Stored data entries:
********************

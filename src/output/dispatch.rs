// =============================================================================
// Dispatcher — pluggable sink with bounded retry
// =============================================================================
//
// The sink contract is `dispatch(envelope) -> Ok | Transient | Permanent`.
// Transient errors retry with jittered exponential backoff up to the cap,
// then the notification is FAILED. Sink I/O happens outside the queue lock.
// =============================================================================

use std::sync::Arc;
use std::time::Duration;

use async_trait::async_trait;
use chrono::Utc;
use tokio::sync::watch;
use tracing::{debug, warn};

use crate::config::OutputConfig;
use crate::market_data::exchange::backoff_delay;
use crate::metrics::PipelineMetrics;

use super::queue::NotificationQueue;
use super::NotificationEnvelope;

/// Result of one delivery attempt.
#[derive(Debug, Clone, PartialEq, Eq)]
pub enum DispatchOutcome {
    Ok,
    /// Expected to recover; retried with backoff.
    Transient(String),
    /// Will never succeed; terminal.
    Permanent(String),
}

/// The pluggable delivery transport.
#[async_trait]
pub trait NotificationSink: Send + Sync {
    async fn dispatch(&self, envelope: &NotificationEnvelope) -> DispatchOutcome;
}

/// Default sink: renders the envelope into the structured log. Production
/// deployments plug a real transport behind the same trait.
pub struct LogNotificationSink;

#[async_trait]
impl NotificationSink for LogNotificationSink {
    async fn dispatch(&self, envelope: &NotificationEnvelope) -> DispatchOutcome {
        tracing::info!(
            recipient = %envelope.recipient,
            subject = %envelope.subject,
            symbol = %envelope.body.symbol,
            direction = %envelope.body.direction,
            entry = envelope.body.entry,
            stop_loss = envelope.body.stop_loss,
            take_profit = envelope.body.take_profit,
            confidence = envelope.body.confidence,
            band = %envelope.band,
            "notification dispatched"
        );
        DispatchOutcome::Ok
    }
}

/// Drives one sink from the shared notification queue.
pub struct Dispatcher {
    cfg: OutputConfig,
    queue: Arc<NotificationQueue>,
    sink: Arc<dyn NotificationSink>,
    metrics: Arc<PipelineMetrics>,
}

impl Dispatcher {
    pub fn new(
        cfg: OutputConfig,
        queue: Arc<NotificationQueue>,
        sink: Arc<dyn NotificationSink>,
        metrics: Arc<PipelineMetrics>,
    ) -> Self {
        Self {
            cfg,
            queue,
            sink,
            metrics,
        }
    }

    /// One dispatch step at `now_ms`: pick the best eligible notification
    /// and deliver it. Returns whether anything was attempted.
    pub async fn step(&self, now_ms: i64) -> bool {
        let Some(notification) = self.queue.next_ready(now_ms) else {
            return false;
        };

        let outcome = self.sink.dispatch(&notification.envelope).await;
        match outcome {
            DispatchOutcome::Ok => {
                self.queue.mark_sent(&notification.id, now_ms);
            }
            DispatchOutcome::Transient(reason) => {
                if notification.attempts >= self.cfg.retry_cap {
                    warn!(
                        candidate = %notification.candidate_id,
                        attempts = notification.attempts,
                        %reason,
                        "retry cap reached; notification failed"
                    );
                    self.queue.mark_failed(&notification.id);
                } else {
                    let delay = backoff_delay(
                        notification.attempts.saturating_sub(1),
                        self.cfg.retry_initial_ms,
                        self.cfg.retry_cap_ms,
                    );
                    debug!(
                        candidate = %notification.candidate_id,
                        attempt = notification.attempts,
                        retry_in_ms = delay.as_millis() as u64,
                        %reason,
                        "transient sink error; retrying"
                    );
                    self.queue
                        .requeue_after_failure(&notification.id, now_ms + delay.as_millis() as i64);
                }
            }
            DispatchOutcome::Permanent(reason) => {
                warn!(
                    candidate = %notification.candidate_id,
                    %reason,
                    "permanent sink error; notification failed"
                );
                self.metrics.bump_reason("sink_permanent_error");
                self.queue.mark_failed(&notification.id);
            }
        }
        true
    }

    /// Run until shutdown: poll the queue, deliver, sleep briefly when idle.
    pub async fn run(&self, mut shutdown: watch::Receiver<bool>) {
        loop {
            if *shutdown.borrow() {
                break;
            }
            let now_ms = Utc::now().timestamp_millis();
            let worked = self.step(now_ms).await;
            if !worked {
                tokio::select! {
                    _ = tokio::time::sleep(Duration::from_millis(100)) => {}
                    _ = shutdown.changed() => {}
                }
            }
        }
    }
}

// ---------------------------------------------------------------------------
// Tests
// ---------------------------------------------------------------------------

********************

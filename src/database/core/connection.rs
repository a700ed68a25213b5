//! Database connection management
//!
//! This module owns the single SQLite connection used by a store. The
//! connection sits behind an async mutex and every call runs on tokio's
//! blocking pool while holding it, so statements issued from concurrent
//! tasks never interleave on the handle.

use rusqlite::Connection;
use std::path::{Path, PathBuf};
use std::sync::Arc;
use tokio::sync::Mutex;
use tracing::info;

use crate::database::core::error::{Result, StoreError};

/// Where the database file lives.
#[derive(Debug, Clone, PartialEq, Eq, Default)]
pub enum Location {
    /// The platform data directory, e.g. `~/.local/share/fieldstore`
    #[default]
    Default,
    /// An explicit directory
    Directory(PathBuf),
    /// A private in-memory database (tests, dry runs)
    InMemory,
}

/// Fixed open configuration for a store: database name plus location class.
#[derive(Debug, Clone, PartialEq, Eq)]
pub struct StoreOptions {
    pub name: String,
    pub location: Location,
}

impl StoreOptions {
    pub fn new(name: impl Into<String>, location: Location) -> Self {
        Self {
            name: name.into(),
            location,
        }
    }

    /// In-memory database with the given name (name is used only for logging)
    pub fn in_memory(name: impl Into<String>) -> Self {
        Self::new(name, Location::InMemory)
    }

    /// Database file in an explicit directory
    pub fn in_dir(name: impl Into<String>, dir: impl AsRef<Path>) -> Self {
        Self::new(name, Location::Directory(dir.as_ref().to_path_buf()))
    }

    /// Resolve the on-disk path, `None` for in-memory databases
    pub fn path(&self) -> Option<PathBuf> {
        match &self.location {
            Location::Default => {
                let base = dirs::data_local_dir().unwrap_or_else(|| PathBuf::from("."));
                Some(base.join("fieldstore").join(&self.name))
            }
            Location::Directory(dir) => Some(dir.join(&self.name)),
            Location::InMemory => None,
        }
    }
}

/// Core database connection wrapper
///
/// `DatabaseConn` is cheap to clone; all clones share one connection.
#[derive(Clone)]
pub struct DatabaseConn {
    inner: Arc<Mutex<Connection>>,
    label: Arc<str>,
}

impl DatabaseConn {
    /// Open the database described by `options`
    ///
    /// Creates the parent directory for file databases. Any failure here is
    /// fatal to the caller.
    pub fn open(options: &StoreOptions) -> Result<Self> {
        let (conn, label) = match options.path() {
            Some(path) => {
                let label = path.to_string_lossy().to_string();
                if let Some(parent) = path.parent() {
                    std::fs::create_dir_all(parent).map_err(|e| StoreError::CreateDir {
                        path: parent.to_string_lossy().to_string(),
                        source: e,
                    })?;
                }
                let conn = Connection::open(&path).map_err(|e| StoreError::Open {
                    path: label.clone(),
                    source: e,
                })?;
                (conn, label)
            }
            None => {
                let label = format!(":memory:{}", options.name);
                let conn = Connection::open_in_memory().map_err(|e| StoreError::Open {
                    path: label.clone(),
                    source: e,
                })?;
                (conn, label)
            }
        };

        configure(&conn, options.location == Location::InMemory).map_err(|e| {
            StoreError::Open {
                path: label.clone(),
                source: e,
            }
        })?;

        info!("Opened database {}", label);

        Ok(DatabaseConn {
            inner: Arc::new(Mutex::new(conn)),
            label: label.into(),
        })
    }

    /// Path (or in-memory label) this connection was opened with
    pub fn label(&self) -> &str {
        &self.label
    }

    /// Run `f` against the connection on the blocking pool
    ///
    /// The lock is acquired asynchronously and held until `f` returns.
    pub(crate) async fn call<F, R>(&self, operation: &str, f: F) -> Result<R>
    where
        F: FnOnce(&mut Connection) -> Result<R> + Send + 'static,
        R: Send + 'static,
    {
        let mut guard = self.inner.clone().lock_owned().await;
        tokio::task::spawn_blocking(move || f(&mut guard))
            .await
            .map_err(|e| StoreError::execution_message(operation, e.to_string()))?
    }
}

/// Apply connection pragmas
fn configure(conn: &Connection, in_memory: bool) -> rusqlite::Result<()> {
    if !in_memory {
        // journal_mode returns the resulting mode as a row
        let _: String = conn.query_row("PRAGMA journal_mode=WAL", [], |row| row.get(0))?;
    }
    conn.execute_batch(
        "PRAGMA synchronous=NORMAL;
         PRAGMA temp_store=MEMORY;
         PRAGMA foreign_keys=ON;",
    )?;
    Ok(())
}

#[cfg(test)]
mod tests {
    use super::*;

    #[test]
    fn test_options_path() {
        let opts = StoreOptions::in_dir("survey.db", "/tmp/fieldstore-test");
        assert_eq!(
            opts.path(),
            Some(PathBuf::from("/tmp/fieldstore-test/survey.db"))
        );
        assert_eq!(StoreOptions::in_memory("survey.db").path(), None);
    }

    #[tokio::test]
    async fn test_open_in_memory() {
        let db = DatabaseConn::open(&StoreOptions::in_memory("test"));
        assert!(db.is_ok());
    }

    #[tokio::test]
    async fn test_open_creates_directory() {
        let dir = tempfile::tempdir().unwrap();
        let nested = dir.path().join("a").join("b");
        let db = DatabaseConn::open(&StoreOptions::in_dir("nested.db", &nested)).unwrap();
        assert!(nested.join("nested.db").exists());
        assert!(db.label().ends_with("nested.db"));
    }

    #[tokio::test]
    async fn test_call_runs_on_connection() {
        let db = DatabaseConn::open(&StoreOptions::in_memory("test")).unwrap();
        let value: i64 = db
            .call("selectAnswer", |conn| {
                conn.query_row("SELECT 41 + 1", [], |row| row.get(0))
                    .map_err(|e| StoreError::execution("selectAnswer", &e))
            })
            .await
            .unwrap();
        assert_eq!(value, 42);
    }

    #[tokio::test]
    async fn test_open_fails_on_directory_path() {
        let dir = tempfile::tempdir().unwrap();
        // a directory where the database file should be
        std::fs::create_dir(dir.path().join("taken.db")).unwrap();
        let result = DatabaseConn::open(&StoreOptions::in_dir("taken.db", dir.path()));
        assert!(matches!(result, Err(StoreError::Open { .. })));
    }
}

********************

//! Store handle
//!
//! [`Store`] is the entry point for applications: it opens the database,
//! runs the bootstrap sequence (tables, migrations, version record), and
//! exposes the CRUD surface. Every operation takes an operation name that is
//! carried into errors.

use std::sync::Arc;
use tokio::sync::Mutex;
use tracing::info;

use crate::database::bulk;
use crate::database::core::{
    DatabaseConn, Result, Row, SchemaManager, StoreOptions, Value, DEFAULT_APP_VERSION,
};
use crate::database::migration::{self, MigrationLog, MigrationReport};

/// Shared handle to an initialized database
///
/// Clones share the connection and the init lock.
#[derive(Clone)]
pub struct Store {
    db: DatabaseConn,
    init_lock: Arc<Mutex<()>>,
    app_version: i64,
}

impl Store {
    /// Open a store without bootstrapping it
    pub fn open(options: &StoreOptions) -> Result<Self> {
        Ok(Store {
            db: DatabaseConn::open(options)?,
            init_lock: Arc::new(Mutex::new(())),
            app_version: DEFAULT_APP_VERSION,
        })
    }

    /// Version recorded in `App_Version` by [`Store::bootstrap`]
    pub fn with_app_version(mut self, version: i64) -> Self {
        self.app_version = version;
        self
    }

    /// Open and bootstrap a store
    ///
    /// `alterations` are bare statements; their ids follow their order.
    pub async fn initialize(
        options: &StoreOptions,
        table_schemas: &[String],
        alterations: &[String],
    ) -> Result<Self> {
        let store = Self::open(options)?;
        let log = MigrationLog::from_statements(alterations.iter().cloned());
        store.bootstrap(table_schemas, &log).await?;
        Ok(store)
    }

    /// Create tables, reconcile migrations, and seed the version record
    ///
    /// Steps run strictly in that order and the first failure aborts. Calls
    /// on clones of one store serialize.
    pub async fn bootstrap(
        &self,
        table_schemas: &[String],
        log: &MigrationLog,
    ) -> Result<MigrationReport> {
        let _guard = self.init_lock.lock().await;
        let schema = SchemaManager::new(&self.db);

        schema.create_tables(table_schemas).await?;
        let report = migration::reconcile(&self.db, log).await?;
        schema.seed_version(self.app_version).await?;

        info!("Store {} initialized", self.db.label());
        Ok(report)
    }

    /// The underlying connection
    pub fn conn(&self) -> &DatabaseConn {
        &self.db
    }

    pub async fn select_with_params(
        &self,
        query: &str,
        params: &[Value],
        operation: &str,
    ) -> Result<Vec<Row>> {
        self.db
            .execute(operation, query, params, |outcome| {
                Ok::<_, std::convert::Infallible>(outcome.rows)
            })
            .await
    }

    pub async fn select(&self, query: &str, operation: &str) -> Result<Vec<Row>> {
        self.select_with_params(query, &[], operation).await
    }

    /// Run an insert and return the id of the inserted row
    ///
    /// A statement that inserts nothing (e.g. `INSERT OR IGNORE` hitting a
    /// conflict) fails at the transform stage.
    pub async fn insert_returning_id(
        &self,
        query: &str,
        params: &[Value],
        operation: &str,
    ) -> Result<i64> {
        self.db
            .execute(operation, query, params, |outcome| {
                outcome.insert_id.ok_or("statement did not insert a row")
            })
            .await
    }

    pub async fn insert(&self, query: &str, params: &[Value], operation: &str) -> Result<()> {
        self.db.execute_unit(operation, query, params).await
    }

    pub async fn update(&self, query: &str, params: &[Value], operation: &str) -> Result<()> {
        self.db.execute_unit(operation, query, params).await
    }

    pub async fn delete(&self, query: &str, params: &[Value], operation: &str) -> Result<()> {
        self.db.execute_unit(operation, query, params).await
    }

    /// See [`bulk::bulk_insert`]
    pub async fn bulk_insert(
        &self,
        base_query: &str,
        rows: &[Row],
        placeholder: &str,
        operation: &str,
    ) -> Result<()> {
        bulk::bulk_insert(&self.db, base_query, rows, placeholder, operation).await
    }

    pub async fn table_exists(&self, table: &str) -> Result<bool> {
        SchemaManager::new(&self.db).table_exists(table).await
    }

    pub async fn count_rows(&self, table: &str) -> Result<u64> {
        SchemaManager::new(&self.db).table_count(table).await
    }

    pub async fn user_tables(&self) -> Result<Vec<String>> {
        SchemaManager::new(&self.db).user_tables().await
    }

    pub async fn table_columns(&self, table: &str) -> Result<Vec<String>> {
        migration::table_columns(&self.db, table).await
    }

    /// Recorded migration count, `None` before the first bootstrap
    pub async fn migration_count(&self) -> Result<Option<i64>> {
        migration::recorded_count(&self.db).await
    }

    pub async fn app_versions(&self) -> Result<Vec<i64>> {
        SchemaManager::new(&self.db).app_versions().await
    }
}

********************

- **The problem**:
In the records above, find each line that holds the word "sleep"; copy all such lines.

- **Written reply**:
    /// Run until shutdown: poll the queue, deliver, sleep briefly when idle.
                    _ = tokio::time::sleep(Duration::from_millis(100)) => {}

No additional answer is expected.